To her credit, Golinger does emphasize the real class issue ignored by “pox on both your houses” liberals like Scahill: Washington’s and the Venezuelan right-wing’s goal is to crush the heart and backbone of the Chavista revolution, “the grassroots, the social movements, the workers, the community organizers, the people who are actually the ones trying, struggling to hold on to anything that’s left of this movement that they have been building and empowering themselves with now over the past fifteen years or so.”
And, counter to claims of Maduro “authoritarianism,” she correctly notes in her recent article,
“Imagine if protestors were to use lethal weapons against security forces in the U.S., even killing some of them. In Venezuela, the anti-government protestors have even burned innocent bystanders to death because they suspected them of being ‘chavistas’. Were that to happen in the U.S., the repression and forceful action by the state would far exceed the leniency exercised by the Venezuelan government in the face of these deadly demonstrations.”
Yet within her valuable analysis, and precisely because of her valuable analysis, both in the interview and in her article Golinger makes some statements that require correction.
One, Golinger writes “The demonstrations arose from the massive discontent throughout the country as food shortages, lack of access to medications, skyrocketing inflation and erosion of democratic institutions have intensified since Maduro won office by a slim margin in 2013.”
In fact, the violent demonstrations arose as part of a coordinated effort by OAS General Secretary Luis Almagro, the US government, and the rightwing MUD opposition to generate a chaos in the streets that demanded OAS “humanitarian intervention’ to restore order and displace the Maduro government.
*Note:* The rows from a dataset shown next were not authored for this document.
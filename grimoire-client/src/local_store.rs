//! sqlx-backed SQLite adapter over the reserved local tables. This is the
//! only module that holds a `SqlitePool`; every other component reaches the
//! local DB through the typed methods here, following the teacher's
//! `ClientDatabase` adapter shape (one struct wrapping one pool, one method
//! per named query).

use chrono::{DateTime, Utc};
use grimoire_core::errors::LocalDbError;
use grimoire_core::models::{MutationKind, PendingMutation, RecordId};
use serde_json::Value;
use sqlx::sqlite::{SqliteConnectOptions, SqlitePoolOptions};
use sqlx::{Row, SqlitePool};
use std::str::FromStr;
use uuid::Uuid;

use crate::queries::Queries;

pub struct LocalStore {
    pool: SqlitePool,
}

impl LocalStore {
    pub async fn connect(url: &str) -> Result<Self, LocalDbError> {
        let options = SqliteConnectOptions::from_str(url)
            .map_err(LocalDbError::Query)?
            .create_if_missing(true);
        let pool = SqlitePoolOptions::new()
            .max_connections(5)
            .connect_with(options)
            .await
            .map_err(LocalDbError::Query)?;
        Ok(Self { pool })
    }

    pub async fn provision(&self, schema_hash: &str, force: bool) -> Result<bool, LocalDbError> {
        if force {
            sqlx::query("DROP TABLE IF EXISTS records").execute(&self.pool).await.ok();
            sqlx::query("DROP TABLE IF EXISTS _version").execute(&self.pool).await.ok();
            sqlx::query("DROP TABLE IF EXISTS _pending_mutations").execute(&self.pool).await.ok();
            sqlx::query("DROP TABLE IF EXISTS _stream_processor_state").execute(&self.pool).await.ok();
            sqlx::query("DROP TABLE IF EXISTS _schema").execute(&self.pool).await.ok();
            // sqlx's own migration ledger must go too: `migrate!().run()` below
            // skips any migration it finds already recorded there, which would
            // leave the tables just dropped never recreated.
            sqlx::query("DROP TABLE IF EXISTS _sqlx_migrations").execute(&self.pool).await.ok();
        }

        sqlx::migrate!("./migrations")
            .run(&self.pool)
            .await
            .map_err(LocalDbError::Migration)?;

        let existing: Option<String> = sqlx::query_scalar(Queries::HAS_SCHEMA_MARKER)
            .bind(schema_hash)
            .fetch_optional(&self.pool)
            .await
            .map_err(LocalDbError::Query)?;
        let already_provisioned = existing.is_some();

        sqlx::query(Queries::INSERT_SCHEMA_MARKER)
            .bind(schema_hash)
            .bind(Utc::now().to_rfc3339())
            .execute(&self.pool)
            .await
            .map_err(LocalDbError::Query)?;

        Ok(!already_provisioned)
    }

    pub async fn upsert_record(&self, id: &RecordId, table: &str, content: &Value) -> Result<(), LocalDbError> {
        let body = serde_json::to_string(content)
            .map_err(|e| LocalDbError::InvariantViolated(format!("record content not serializable: {e}")))?;
        sqlx::query(Queries::UPSERT_RECORD)
            .bind(id)
            .bind(table)
            .bind(body)
            .execute(&self.pool)
            .await
            .map_err(LocalDbError::Query)?;
        Ok(())
    }

    pub async fn delete_record(&self, id: &RecordId) -> Result<(), LocalDbError> {
        sqlx::query(Queries::DELETE_RECORD)
            .bind(id)
            .execute(&self.pool)
            .await
            .map_err(LocalDbError::Query)?;
        Ok(())
    }

    pub async fn get_record(&self, id: &RecordId) -> Result<Option<Value>, LocalDbError> {
        let row = sqlx::query(Queries::GET_RECORD)
            .bind(id)
            .fetch_optional(&self.pool)
            .await
            .map_err(LocalDbError::Query)?;
        match row {
            Some(row) => {
                let body: String = row.try_get("content").map_err(LocalDbError::Query)?;
                let value = serde_json::from_str(&body)
                    .map_err(|e| LocalDbError::InvariantViolated(format!("stored record content malformed: {e}")))?;
                Ok(Some(value))
            }
            None => Ok(None),
        }
    }

    pub async fn set_version(&self, id: &RecordId, version: u64) -> Result<(), LocalDbError> {
        sqlx::query(Queries::UPSERT_VERSION)
            .bind(id)
            .bind(version as i64)
            .execute(&self.pool)
            .await
            .map_err(LocalDbError::Query)?;
        Ok(())
    }

    pub async fn delete_version(&self, id: &RecordId) -> Result<(), LocalDbError> {
        sqlx::query(Queries::DELETE_VERSION)
            .bind(id)
            .execute(&self.pool)
            .await
            .map_err(LocalDbError::Query)?;
        Ok(())
    }

    pub async fn get_version(&self, id: &RecordId) -> Result<Option<u64>, LocalDbError> {
        let version: Option<i64> = sqlx::query_scalar(Queries::GET_VERSION)
            .bind(id)
            .fetch_optional(&self.pool)
            .await
            .map_err(LocalDbError::Query)?;
        Ok(version.map(|v| v as u64))
    }

    pub async fn insert_pending_mutation(&self, mutation: &PendingMutation) -> Result<(), LocalDbError> {
        let data = mutation
            .data
            .as_ref()
            .map(serde_json::to_string)
            .transpose()
            .map_err(|e| LocalDbError::InvariantViolated(format!("mutation data not serializable: {e}")))?;
        sqlx::query(Queries::INSERT_PENDING_MUTATION)
            .bind(mutation.id.to_string())
            .bind(mutation.kind.to_string())
            .bind(&mutation.record_id)
            .bind(data)
            .bind(mutation.created_at.to_rfc3339())
            .execute(&self.pool)
            .await
            .map_err(LocalDbError::Query)?;
        Ok(())
    }

    pub async fn delete_pending_mutation(&self, id: Uuid) -> Result<(), LocalDbError> {
        sqlx::query(Queries::DELETE_PENDING_MUTATION)
            .bind(id.to_string())
            .execute(&self.pool)
            .await
            .map_err(LocalDbError::Query)?;
        Ok(())
    }

    pub async fn list_pending_mutations(&self) -> Result<Vec<PendingMutation>, LocalDbError> {
        let rows = sqlx::query(Queries::LIST_PENDING_MUTATIONS)
            .fetch_all(&self.pool)
            .await
            .map_err(LocalDbError::Query)?;

        let mut mutations = Vec::with_capacity(rows.len());
        for row in rows {
            let id: String = row.try_get("id").map_err(LocalDbError::Query)?;
            let kind: String = row.try_get("kind").map_err(LocalDbError::Query)?;
            let record_id: String = row.try_get("record_id").map_err(LocalDbError::Query)?;
            let data: Option<String> = row.try_get("data").map_err(LocalDbError::Query)?;
            let created_at: String = row.try_get("created_at").map_err(LocalDbError::Query)?;

            let id = Uuid::parse_str(&id)
                .map_err(|e| LocalDbError::InvariantViolated(format!("malformed pending mutation id: {e}")))?;
            let kind = parse_mutation_kind(&kind)?;
            let data = data
                .map(|d| serde_json::from_str(&d))
                .transpose()
                .map_err(|e| LocalDbError::InvariantViolated(format!("malformed pending mutation data: {e}")))?;
            let created_at = DateTime::parse_from_rfc3339(&created_at)
                .map(|dt| dt.with_timezone(&Utc))
                .map_err(|e| LocalDbError::InvariantViolated(format!("malformed pending mutation timestamp: {e}")))?;

            mutations.push(PendingMutation {
                id,
                kind,
                record_id,
                data,
                created_at,
            });
        }
        Ok(mutations)
    }

    pub async fn save_processor_state(&self, bytes: &[u8]) -> Result<(), LocalDbError> {
        sqlx::query(Queries::UPSERT_PROCESSOR_STATE)
            .bind(bytes)
            .bind(Utc::now().to_rfc3339())
            .execute(&self.pool)
            .await
            .map_err(LocalDbError::Query)?;
        Ok(())
    }

    pub async fn load_processor_state(&self) -> Result<Option<Vec<u8>>, LocalDbError> {
        let bytes: Option<Vec<u8>> = sqlx::query_scalar(Queries::GET_PROCESSOR_STATE)
            .fetch_optional(&self.pool)
            .await
            .map_err(LocalDbError::Query)?;
        Ok(bytes)
    }

    pub async fn begin(&self) -> Result<sqlx::Transaction<'_, sqlx::Sqlite>, LocalDbError> {
        self.pool.begin().await.map_err(LocalDbError::Query)
    }

    pub async fn close(&self) {
        self.pool.close().await;
    }
}

fn parse_mutation_kind(raw: &str) -> Result<MutationKind, LocalDbError> {
    match raw {
        "create" => Ok(MutationKind::Create),
        "update" => Ok(MutationKind::Update),
        "delete" => Ok(MutationKind::Delete),
        other => Err(LocalDbError::InvariantViolated(format!(
            "unknown pending mutation kind `{other}`"
        ))),
    }
}
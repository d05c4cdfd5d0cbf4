//! Reference remote fixture implementing the stored-procedure surface a
//! `GrimoireClient` speaks over WebSocket: `query::register`,
//! `query::heartbeat`, `DELETE _query_ref:$id`, record fetch/absence-check,
//! and one live `_query_ref` feed per connected client. Not a production
//! sync server — see `AppState` for the scope this stands in for.

pub mod api;
pub mod state;
pub mod websocket;

use std::sync::Arc;

use axum::routing::get;
use axum::Router;

pub use state::AppState;

pub fn build_router(state: Arc<AppState>) -> Router {
    Router::new()
        .route("/healthz", get(api::healthz))
        .route("/rpc", get(websocket::upgrade))
        .with_state(state)
}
While there is massive discontent due to food and medication shortages and inflation, those most affected by this, the working classes and poor, are not the ones participating in the anti-government protests.
Two, Golinger defends Attorney General Luisa Ortega, [“the judicial maneuvering by the country’s highest court to silence critics should cease.”] who was eventually removed by unanimous vote of the Constituent Assembly after recommendation by the Supreme Court. The issue was not simply being a critic; Ortega had failed to prosecute violent protesters and their financial backers, and lied to the public.
Three, Golinger says “they [the Maduro government] even gave over a half a billion dollars to Trump’s inauguration fund.” This is clearly wrong, as has been pointed out on the article’s comments section. PDVSA gave $500,000 to Trump inauguration. Yet Golinger and the Intercept do not correct this.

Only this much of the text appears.